Posted: Jul 03, 2009 at 0441 hrs IST

New Delhi They lived in the shadow of Section 377, always careful, ever watchful, and only danced with abandon at a couple of “gay-friendly” nightclubs that would let the two men enter as a couple on some nights.

On other days, and in public places, they would keep mum about their relationship. But after the Delhi High Court legalised homosexuality, Rahul Singh, a gay rights activist, is planning a surprise visit to his parents in Lucknow. And he is taking his partner of three years along.

Not that the landmark judgment would change mindsets overnight. But at least some sanction has come with the ruling.

“This means a lot to me,” Singh said. “This is the first step. The sanction has come from law.

Now, we can be together. But it is a long war, and we have just won the first battle.”

At the Jantar Mantar, the ‘protest spot’ in the Capital, four days ago, supporters and members of the Lesbian, Gay, Bisexual and Transgender (LGBT) community were denouncing the draconian Section 377 at the Gay Pride march.

On Thursday, they came to the ‘protest street’ again to celebrate their rainbow identity.

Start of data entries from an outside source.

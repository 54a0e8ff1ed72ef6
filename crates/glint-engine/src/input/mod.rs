//! Input subsystem.
//!
//! Public API is platform-agnostic and does not expose winit types.
//! Runtime code is responsible for translating platform events into
//! `InputEvent`s. The demo only consumes pointer input, so the event set is
//! deliberately small: pointer motion, button transitions, pointer leave,
//! and focus changes.

mod frame;
mod state;
mod types;

pub use frame::InputFrame;
pub use state::InputState;
pub use types::{
    InputEvent,
    MouseButton,
    MouseButtonState,
    PointerButtonEvent,
    PointerMoveEvent,
};
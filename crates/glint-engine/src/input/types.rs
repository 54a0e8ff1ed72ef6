/// Mouse button identifier.
#[derive(Debug, Copy, Clone, Eq, PartialEq, Hash)]
pub enum MouseButton {
    Left,
    Right,
    Middle,
    Back,
    Forward,
    Other(u16),
}

#[derive(Debug, Copy, Clone, Eq, PartialEq)]
pub enum MouseButtonState {
    Pressed,
    Released,
}

/// Pointer move event in logical pixels.
#[derive(Debug, Copy, Clone, PartialEq)]
pub struct PointerMoveEvent {
    pub x: f32,
    pub y: f32,
}

/// Pointer button event.
///
/// Coordinates are included to make event processing independent from an
/// external "current pointer position" if desired.
#[derive(Debug, Copy, Clone, PartialEq)]
pub struct PointerButtonEvent {
    pub button: MouseButton,
    pub state: MouseButtonState,
    pub x: f32,
    pub y: f32,
}

/// Platform-agnostic input events emitted by the runtime.
///
/// Runtime translates window system events into these.
#[derive(Debug, Copy, Clone, PartialEq)]
pub enum InputEvent {
    PointerMoved(PointerMoveEvent),
    PointerButton(PointerButtonEvent),

    /// Pointer left the window surface.
    PointerLeft,

    /// Window focus change.
    Focused(bool),
}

“Make a Wish” etched on Gunjan Sharma’s handbag symbolised the optimism, and the gratitude. On July 2, when the Delhi High Court decriminalised homosexuality, that long-standing wish was granted. Sharma is a queer rights activist at TARSHI (Talking about Reproductive and Sexual Health Issues).

Nienke Boer, a South African volunteer, was taking in all the excitement. “It is historic. South Africa has legalised gay marriage but then we are a conservative society too. This is just a beginning,” she said.

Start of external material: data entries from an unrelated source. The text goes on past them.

use std::collections::HashSet;

use super::types::{InputEvent, MouseButton};

/// Per-frame input deltas.
///
/// `InputState` provides the current state (held buttons, pointer position).
/// `InputFrame` provides events and transition sets for the current frame.
#[derive(Debug, Default)]
pub struct InputFrame {
    /// Raw events in arrival order.
    pub events: Vec<InputEvent>,

    /// Mouse buttons pressed this frame.
    pub buttons_pressed: HashSet<MouseButton>,

    /// Mouse buttons released this frame.
    pub buttons_released: HashSet<MouseButton>,
}

impl InputFrame {
    pub fn clear(&mut self) {
        self.events.clear();
        self.buttons_pressed.clear();
        self.buttons_released.clear();
    }

    pub fn push_event(&mut self, ev: InputEvent) {
        self.events.push(ev);
    }
}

Singh was at the gathering too and the TV crews zeroed in on him. Civil unions and gay marriages are on the radar, he said.

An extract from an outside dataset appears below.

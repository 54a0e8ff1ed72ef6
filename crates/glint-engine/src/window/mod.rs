//! Window/event-loop runtime.

mod runtime;

pub use runtime::{Runtime, RuntimeConfig};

When he had introduced his boyfriend to his parents, Singh told them he was a “good friend.”

For the 32-year-old, the “illegal” tag stripped his relationship of dignity, and he never felt comfortable talking about it with his family.

But Thursday was a proud moment for him. It was like coming out of the closet the second time and the feeling was liberating.

“My dignity as a gay man has been reaffirmed,” Singh said. “I will be in a position to talk to my family. We have a stable relationship and I want them to know that.”

Years ago, when he came out to his parents, it had been under pressure. They did not know about his sexual orientation and like so many other parents, wanted him to get married. So Singh had to tell them. His parents were upset; there were tears, and emotional dialogues. But then, the doors had swung open.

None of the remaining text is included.